St. Stephen tables smoking ban bylaw - May. 20, 2010
Kathy Bockus/Courier
St. Stephen Coun. Gavin Toumishey displays a plastic bag of cigarette butts he collected from Chocolate Park before Monday night’s council meeting.
BY KATHY BOCKUS
kathy@stcroixcourier.ca
ST. STEPHEN – A motion proposing a bylaw prohibiting smoking in town parks has been tabled indefinitely.
In a short discussion on the motion Monday evening, Coun. Gavin Toumishey caught his fellow councillors by surprise when he produced a plastic Zip Lock bag full of an undetermined number of cigarette butts he said he gathered Monday in Chocolate Park.
Toumishey, who proposed the new bylaw a few months ago, had just finished telling the council he was able to collect 63 cigarette butts in Chocolate Park the previous Monday in no time at all and without going out of his way.
“Today, I picked these up,” he said, producing the bag of butts from a large envelope.
“There is a problem,” he said. “People who use our park need to respect our park.”
Toumishey said he has been approached by parents who frequent the town’s parks with their children.
While he acknowledged smokers have rights too, smoking in public places, like town parks, “has an impact on individuals who don’t enjoy recreation near smokers.”
“The welfare of their children is directly impacted by the smokers,” he stated. Not only is Toumishey concerned about the affect of secondhand cigarette smoke and the potential negative role model the smokers present, but the cigarette butts pose a health hazard to small children as well as pets who may ingest them.
Toumishey stated the town’s solicitor has done some research on the proposed bylaw and has unfortunately discovered there are no provincial statutes that can be used to enforce such a bylaw.
That creates the opportunity for the town and its residents to approach the government to create an avenue to open the door for a smoking ban bylaw.

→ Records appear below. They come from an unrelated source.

//! CovenantClient - main entry point for agreement operations.
//!
//! This client orchestrates the store, the lifecycle rules, and disclosure
//! sessions over injected ledger and signer capabilities. It holds no cached
//! view state: every listing reads the store again, so callers always see
//! store-consistent data after a transition completes. Failed writes are
//! reported and never retried; a refused write needs a fresh user-initiated
//! attempt.

use std::sync::Arc;

use serde::{Deserialize, Serialize};
use tracing::info;

use covenant_core::{
    generate_session_key, lifecycle, Address, AgreementCategory, AgreementRecord, AgreementTerms,
    DisclosureRequest, FheCodec, LifecycleEvent, TermCipher,
};

use crate::config::ClientConfig;
use crate::error::ClientError;
use crate::ledger::LedgerWriter;
use crate::session::DisclosureSession;
use crate::signer::MessageSigner;
use crate::store::AgreementStore;

/// Presentation message for a write the holder refused.
pub const USER_REJECTED_MESSAGE: &str = "Transaction rejected by user";

/// Phase of a state-changing operation.
#[derive(Debug, Clone, Copy, PartialEq, Eq, Serialize, Deserialize)]
#[serde(rename_all = "lowercase")]
pub enum TxPhase {
    Pending,
    Success,
    Error,
}

/// Typed outcome of a state-changing operation, for presentation layers.
///
/// Carries no business state; the record itself comes back from the
/// operation. User refusal maps to a fixed message so it is never presented
/// as a generic failure.
#[derive(Debug, Clone, PartialEq, Eq, Serialize, Deserialize)]
pub struct TxStatus {
    pub phase: TxPhase,
    pub message: String,
}

impl TxStatus {
    /// An operation still in flight.
    pub fn pending(message: impl Into<String>) -> Self {
        Self {
            phase: TxPhase::Pending,
            message: message.into(),
        }
    }

    /// A completed operation.
    pub fn success(message: impl Into<String>) -> Self {
        Self {
            phase: TxPhase::Success,
            message: message.into(),
        }
    }

    /// A failed operation, with refusal kept distinct from failure.
    pub fn from_error(error: &ClientError) -> Self {
        let message = if error.is_user_rejection() {
            USER_REJECTED_MESSAGE.to_string()
        } else {
            error.to_string()
        };
        Self {
            phase: TxPhase::Error,
            message,
        }
    }
}

/// Input for a new agreement.
#[derive(Debug, Clone)]
pub struct NewAgreement {
    /// The second party
    pub counterparty: Address,
    /// Contract category
    pub category: AgreementCategory,
    /// Contract price (encrypted at rest)
    pub price: f64,
    /// Delivery deadline in days (encrypted at rest)
    pub delivery_date: f64,
    /// Penalty amount (encrypted at rest)
    pub penalty_clause: f64,
    /// Plaintext free-text terms
    pub general_terms: String,
}

impl Default for NewAgreement {
    fn default() -> Self {
        Self {
            counterparty: Address::new(""),
            category: AgreementCategory::Nda,
            price: 0.0,
            delivery_date: 0.0,
            penalty_clause: 0.0,
            general_terms: String::new(),
        }
    }
}

/// Per-status counts over the current listing.
#[derive(Debug, Clone, Copy, PartialEq, Eq, Default, Serialize, Deserialize)]
pub struct AgreementStats {
    pub total: usize,
    pub draft: usize,
    pub signed: usize,
    pub executed: usize,
    pub disputed: usize,
}

impl AgreementStats {
    /// Count statuses across a listing.
    pub fn tally(records: &[AgreementRecord]) -> Self {
        use covenant_core::AgreementStatus;

        let mut stats = Self {
            total: records.len(),
            ..Self::default()
        };
        for record in records {
            match record.status {
                AgreementStatus::Draft => stats.draft += 1,
                AgreementStatus::Signed => stats.signed += 1,
                AgreementStatus::Executed => stats.executed += 1,
                AgreementStatus::Disputed => stats.disputed += 1,
            }
        }
        stats
    }
}

/// Main entry point for agreement operations.
///
/// Generic over the ledger and signer capabilities; the term cipher is a
/// trait object so the placeholder scheme can be swapped without touching
/// this type.
///
/// # Example
///
/// ```ignore
/// use covenant_client::{ClientConfig, CovenantClient, MemoryLedger, NewAgreement, StaticSigner};
///
/// let client = CovenantClient::new(
///     ClientConfig::default(),
///     Arc::new(MemoryLedger::new()),
///     Arc::new(StaticSigner::new("0xCreator")),
/// );
/// let record = client.create_agreement(NewAgreement::default()).await?;
/// let record = client.sign_agreement(&record.id).await?;
/// ```
pub struct CovenantClient<L, S> {
    /// Configuration
    config: ClientConfig,
    /// Write-capable ledger handle
    ledger: Arc<L>,
    /// Signing capability
    signer: Arc<S>,
    /// Record persistence
    store: AgreementStore<L>,
    /// Field-level encryption scheme
    cipher: Arc<dyn TermCipher>,
}

impl<L, S> CovenantClient<L, S>
where
    L: LedgerWriter,
    S: MessageSigner,
{
    /// Create a client with the placeholder cipher.
    pub fn new(config: ClientConfig, ledger: Arc<L>, signer: Arc<S>) -> Self {
        Self::with_cipher(config, ledger, signer, Arc::new(FheCodec::new()))
    }

    /// Create a client with a specific cipher implementation.
    pub fn with_cipher(
        config: ClientConfig,
        ledger: Arc<L>,
        signer: Arc<S>,
        cipher: Arc<dyn TermCipher>,
    ) -> Self {
        Self {
            config,
            store: AgreementStore::new(ledger.clone()),
            ledger,
            signer,
            cipher,
        }
    }

    /// Check if the backing ledger is reachable.
    pub async fn is_ledger_available(&self) -> bool {
        self.ledger.is_available().await
    }

    /// The connected account, or [`ClientError::NotConnected`].
    fn connected_address(&self) -> Result<Address, ClientError> {
        self.signer.address().ok_or(ClientError::NotConnected)
    }

    /// Encrypt the terms and persist a new draft agreement.
    pub async fn create_agreement(
        &self,
        new: NewAgreement,
    ) -> Result<AgreementRecord, ClientError> {
        let creator = self.connected_address()?;

        let terms = AgreementTerms {
            price: self.cipher.encrypt(new.price)?,
            delivery_date: self.cipher.encrypt(new.delivery_date)?,
            penalty_clause: self.cipher.encrypt(new.penalty_clause)?,
            general_terms: new.general_terms,
        };
        let record = AgreementRecord::new_draft(
            creator,
            new.counterparty,
            new.category,
            terms.to_blob()?,
        );

        self.store.create(&record).await?;
        Ok(record)
    }

    /// Load one agreement.
    pub async fn get_agreement(&self, id: &str) -> Result<AgreementRecord, ClientError> {
        self.store.get(id).await
    }

    /// All readable agreements, newest first.
    pub async fn list_agreements(&self) -> Result<Vec<AgreementRecord>, ClientError> {
        self.store.list_all().await
    }

    /// Per-status counts, computed fresh from the listing.
    pub async fn stats(&self) -> Result<AgreementStats, ClientError> {
        let records = self.list_agreements().await?;
        Ok(AgreementStats::tally(&records))
    }

    /// Sign a draft agreement. Reserved to the creator.
    pub async fn sign_agreement(&self, id: &str) -> Result<AgreementRecord, ClientError> {
        self.transition(id, LifecycleEvent::Sign).await
    }

    /// Execute a signed agreement.
    pub async fn execute_agreement(&self, id: &str) -> Result<AgreementRecord, ClientError> {
        self.transition(id, LifecycleEvent::Execute).await
    }

    /// Dispute a signed or executed agreement.
    pub async fn dispute_agreement(&self, id: &str) -> Result<AgreementRecord, ClientError> {
        self.transition(id, LifecycleEvent::Dispute).await
    }

    /// Open a signature-gated decryption session with fresh key material.
    pub fn open_disclosure(&self) -> DisclosureSession<S> {
        let mut request = DisclosureRequest::new(
            generate_session_key(self.config.session_key_hex_chars),
            self.config.ledger_address.clone(),
            self.config.chain_id,
        );
        request.duration_days = self.config.authorization_validity_days;
        DisclosureSession::new(self.signer.clone(), self.cipher.clone(), request)
    }

    /// Guard, transition, persist. Nothing is written when a guard fails.
    async fn transition(
        &self,
        id: &str,
        event: LifecycleEvent,
    ) -> Result<AgreementRecord, ClientError> {
        let actor = self.connected_address()?;
        let record = self.store.get(id).await?;
        let next = lifecycle::apply(&record, &actor, event)?;

        let updated = self.store.update(id, |r| r.status = next).await?;
        info!(id = %id, event = %event, status = %updated.status, "Agreement transition applied");
        Ok(updated)
    }
}

#[cfg(test)]
mod tests {
    use super::*;
    use crate::ledger::{LedgerError, MemoryLedger};
    use crate::signer::StaticSigner;
    use covenant_core::AgreementStatus;

    fn client_for(
        signer: StaticSigner,
    ) -> (
        Arc<MemoryLedger>,
        CovenantClient<MemoryLedger, StaticSigner>,
    ) {
        let ledger = Arc::new(MemoryLedger::new());
        let client = CovenantClient::new(
            ClientConfig::default(),
            ledger.clone(),
            Arc::new(signer),
        );
        (ledger, client)
    }

    #[tokio::test]
    async fn test_requires_connected_account() {
        let (_ledger, client) = client_for(StaticSigner::disconnected());
        let result = client.create_agreement(NewAgreement::default()).await;
        assert!(matches!(result, Err(ClientError::NotConnected)));
    }

    #[tokio::test]
    async fn test_create_starts_draft() {
        let (_ledger, client) = client_for(StaticSigner::new("0xCreator"));
        let record = client
            .create_agreement(NewAgreement {
                counterparty: Address::new("0xCounterparty"),
                price: 1.5,
                ..Default::default()
            })
            .await
            .unwrap();

        assert_eq!(record.status, AgreementStatus::Draft);
        assert_eq!(record.creator.as_str(), "0xCreator");

        // Terms were encrypted on the way in
        let terms = record.terms().unwrap();
        assert!(terms.price.has_scheme_prefix());
    }

    #[tokio::test]
    async fn test_stats() {
        let (_ledger, client) = client_for(StaticSigner::new("0xCreator"));
        let a = client.create_agreement(NewAgreement::default()).await.unwrap();
        let _b = client.create_agreement(NewAgreement::default()).await.unwrap();
        client.sign_agreement(&a.id).await.unwrap();

        let stats = client.stats().await.unwrap();
        assert_eq!(stats.total, 2);
        assert_eq!(stats.draft, 1);
        assert_eq!(stats.signed, 1);
        assert_eq!(stats.executed, 0);
        assert_eq!(stats.disputed, 0);
    }

    #[test]
    fn test_rejection_message() {
        let refused = ClientError::from(LedgerError::Rejected);
        let status = TxStatus::from_error(&refused);
        assert_eq!(status.phase, TxPhase::Error);
        assert_eq!(status.message, USER_REJECTED_MESSAGE);

        let failed = ClientError::NotFound("contract-1-aaaa".to_string());
        let status = TxStatus::from_error(&failed);
        assert_eq!(status.phase, TxPhase::Error);
        assert_eq!(status.message, "Agreement not found: contract-1-aaaa");
    }

    #[tokio::test]
    async fn test_disclosure_uses_config() {
        let ledger = Arc::new(MemoryLedger::new());
        let config = ClientConfig {
            ledger_address: "0x1234".to_string(),
            chain_id: 11155111,
            authorization_validity_days: 7,
            session_key_hex_chars: 64,
        };
        let client =
            CovenantClient::new(config, ledger, Arc::new(StaticSigner::new("0xCreator")));

        let session = client.open_disclosure();
        let request = session.request();
        assert_eq!(request.ledger_address, "0x1234");
        assert_eq!(request.chain_id, 11155111);
        assert_eq!(request.duration_days, 7);
        assert_eq!(request.public_key.len(), 2 + 64);
    }
}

Coun. Robert Tinker suggested the Municipalities Act, designed in the 1960s, was an old and outdated document that did not address issues facing communities today.
He said the Town of St. Andrews used a portion of the Act relating to promoting health, safety and welfare, to pass a no pesticides bylaw in 2006.
Tinker said passing a bylaw banning smoking in public parks “would be a legal challenge for sure.”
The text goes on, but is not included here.